[[ EXCERPTED DATA, beginning ]]

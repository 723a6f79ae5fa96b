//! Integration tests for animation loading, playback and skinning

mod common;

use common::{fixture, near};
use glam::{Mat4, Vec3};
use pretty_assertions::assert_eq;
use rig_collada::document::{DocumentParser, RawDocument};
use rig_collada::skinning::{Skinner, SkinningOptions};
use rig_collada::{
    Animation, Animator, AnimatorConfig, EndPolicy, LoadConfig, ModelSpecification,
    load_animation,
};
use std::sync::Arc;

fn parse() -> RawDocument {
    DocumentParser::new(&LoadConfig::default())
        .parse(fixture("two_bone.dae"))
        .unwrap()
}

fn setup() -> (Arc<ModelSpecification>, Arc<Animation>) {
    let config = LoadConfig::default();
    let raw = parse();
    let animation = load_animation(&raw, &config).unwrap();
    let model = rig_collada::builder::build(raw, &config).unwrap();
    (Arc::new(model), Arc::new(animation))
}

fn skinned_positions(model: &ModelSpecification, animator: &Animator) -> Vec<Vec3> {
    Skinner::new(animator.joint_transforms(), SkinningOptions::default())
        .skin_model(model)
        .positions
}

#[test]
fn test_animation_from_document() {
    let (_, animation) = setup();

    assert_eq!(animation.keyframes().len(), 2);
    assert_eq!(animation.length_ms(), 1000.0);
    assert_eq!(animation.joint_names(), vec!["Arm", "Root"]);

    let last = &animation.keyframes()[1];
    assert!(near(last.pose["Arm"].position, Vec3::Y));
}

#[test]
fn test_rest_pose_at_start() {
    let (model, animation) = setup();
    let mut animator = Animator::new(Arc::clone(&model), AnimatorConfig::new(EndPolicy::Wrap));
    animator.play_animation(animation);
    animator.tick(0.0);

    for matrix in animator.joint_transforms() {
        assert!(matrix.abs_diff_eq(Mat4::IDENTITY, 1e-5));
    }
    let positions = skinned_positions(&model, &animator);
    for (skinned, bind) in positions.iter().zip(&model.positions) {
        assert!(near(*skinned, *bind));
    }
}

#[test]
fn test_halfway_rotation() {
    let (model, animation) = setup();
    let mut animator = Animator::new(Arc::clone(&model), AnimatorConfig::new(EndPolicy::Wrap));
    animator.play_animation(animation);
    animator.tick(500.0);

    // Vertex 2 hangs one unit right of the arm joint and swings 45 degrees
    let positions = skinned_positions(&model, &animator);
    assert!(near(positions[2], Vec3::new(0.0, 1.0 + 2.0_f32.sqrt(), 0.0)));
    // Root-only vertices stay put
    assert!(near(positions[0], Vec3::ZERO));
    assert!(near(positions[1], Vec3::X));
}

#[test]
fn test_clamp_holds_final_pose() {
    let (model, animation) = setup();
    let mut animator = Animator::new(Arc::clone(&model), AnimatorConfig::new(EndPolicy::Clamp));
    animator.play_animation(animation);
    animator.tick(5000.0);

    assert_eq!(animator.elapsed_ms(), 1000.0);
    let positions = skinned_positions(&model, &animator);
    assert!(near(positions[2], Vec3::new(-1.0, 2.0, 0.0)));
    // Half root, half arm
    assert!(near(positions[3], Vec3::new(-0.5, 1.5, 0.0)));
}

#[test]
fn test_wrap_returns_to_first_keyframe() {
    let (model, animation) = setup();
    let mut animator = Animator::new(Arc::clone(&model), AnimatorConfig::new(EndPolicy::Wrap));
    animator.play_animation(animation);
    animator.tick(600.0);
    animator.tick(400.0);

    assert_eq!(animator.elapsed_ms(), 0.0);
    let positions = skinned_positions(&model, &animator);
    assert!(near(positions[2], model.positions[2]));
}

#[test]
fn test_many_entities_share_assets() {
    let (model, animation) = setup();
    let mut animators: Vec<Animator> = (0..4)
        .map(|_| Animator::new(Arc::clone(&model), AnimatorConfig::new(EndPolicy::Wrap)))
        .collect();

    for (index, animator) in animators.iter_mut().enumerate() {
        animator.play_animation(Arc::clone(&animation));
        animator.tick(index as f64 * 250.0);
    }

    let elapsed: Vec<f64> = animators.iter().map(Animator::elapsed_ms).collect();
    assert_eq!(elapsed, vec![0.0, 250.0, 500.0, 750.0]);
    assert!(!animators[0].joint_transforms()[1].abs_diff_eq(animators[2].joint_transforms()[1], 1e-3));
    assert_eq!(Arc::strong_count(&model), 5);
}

[[ EXCERPTED DATA, end ]]
[[ EXCERPTED DATA, beginning ]]

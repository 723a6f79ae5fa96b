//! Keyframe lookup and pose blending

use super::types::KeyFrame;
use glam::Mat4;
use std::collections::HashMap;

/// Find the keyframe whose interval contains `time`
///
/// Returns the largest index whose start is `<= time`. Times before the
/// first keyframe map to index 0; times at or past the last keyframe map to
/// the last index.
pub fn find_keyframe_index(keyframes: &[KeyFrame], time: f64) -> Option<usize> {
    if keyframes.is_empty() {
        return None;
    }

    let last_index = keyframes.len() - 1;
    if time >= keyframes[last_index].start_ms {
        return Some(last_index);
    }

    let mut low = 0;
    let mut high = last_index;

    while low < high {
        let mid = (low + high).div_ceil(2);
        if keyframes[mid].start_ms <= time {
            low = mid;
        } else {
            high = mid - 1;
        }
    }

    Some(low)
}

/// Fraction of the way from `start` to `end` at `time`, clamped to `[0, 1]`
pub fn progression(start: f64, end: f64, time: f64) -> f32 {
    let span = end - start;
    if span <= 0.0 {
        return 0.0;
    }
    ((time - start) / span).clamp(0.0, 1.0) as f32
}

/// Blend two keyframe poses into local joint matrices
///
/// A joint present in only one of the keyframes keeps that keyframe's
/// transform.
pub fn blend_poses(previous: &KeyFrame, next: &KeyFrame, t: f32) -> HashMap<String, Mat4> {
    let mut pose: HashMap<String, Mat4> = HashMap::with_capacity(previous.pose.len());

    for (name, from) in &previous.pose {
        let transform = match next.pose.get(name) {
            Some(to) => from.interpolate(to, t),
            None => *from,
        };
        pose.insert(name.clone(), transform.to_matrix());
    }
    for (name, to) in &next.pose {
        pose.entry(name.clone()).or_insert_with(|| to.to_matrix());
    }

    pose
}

[[ EXCERPTED DATA, end ]]
[[ EXCERPTED DATA, beginning ]]

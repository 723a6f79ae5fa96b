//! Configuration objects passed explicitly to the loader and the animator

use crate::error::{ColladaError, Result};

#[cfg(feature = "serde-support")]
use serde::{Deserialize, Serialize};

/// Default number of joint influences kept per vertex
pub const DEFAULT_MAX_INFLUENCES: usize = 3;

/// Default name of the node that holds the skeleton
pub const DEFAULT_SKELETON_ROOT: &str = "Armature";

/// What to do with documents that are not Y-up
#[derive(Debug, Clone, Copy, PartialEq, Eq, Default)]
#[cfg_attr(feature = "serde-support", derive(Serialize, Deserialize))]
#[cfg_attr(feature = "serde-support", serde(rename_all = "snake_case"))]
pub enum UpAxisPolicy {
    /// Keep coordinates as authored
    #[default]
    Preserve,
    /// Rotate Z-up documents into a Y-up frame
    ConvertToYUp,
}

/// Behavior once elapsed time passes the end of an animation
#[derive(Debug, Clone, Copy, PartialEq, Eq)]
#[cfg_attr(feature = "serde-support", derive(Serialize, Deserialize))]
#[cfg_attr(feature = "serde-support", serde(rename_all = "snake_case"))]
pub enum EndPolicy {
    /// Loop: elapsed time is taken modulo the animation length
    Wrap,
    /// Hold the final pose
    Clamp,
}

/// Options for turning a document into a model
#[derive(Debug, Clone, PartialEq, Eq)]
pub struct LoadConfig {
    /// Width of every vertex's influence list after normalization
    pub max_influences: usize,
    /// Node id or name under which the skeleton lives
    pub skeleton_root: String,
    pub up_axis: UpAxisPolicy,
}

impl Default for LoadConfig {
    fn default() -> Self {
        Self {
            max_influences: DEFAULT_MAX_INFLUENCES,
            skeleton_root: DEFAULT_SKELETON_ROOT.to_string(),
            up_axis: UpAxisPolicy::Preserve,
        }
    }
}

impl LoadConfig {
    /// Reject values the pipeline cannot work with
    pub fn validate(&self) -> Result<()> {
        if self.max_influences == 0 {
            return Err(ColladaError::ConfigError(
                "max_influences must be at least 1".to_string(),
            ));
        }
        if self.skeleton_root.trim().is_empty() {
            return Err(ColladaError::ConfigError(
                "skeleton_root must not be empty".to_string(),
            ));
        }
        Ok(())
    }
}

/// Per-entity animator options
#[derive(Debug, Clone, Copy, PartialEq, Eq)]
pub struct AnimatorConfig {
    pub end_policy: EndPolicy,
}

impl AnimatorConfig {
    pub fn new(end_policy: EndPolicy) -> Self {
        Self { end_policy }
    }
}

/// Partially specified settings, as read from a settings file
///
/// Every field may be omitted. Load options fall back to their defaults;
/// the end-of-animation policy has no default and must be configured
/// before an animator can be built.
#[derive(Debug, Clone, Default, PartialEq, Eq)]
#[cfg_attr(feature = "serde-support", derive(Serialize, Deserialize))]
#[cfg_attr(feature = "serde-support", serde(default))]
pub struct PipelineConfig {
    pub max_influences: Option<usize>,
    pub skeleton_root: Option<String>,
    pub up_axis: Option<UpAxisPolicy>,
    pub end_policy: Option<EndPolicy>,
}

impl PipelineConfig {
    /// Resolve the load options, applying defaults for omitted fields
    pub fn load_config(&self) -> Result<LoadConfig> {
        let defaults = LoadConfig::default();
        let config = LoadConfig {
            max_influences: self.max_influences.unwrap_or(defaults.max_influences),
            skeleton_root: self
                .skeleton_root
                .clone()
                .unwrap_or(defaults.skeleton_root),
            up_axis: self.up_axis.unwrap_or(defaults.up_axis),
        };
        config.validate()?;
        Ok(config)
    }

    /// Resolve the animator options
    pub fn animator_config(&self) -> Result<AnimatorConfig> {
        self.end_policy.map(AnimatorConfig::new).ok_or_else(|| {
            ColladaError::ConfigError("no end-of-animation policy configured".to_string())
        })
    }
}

[[ EXCERPTED DATA, end ]]

Return only the number of lines in the data above that hold the word "fixture".

2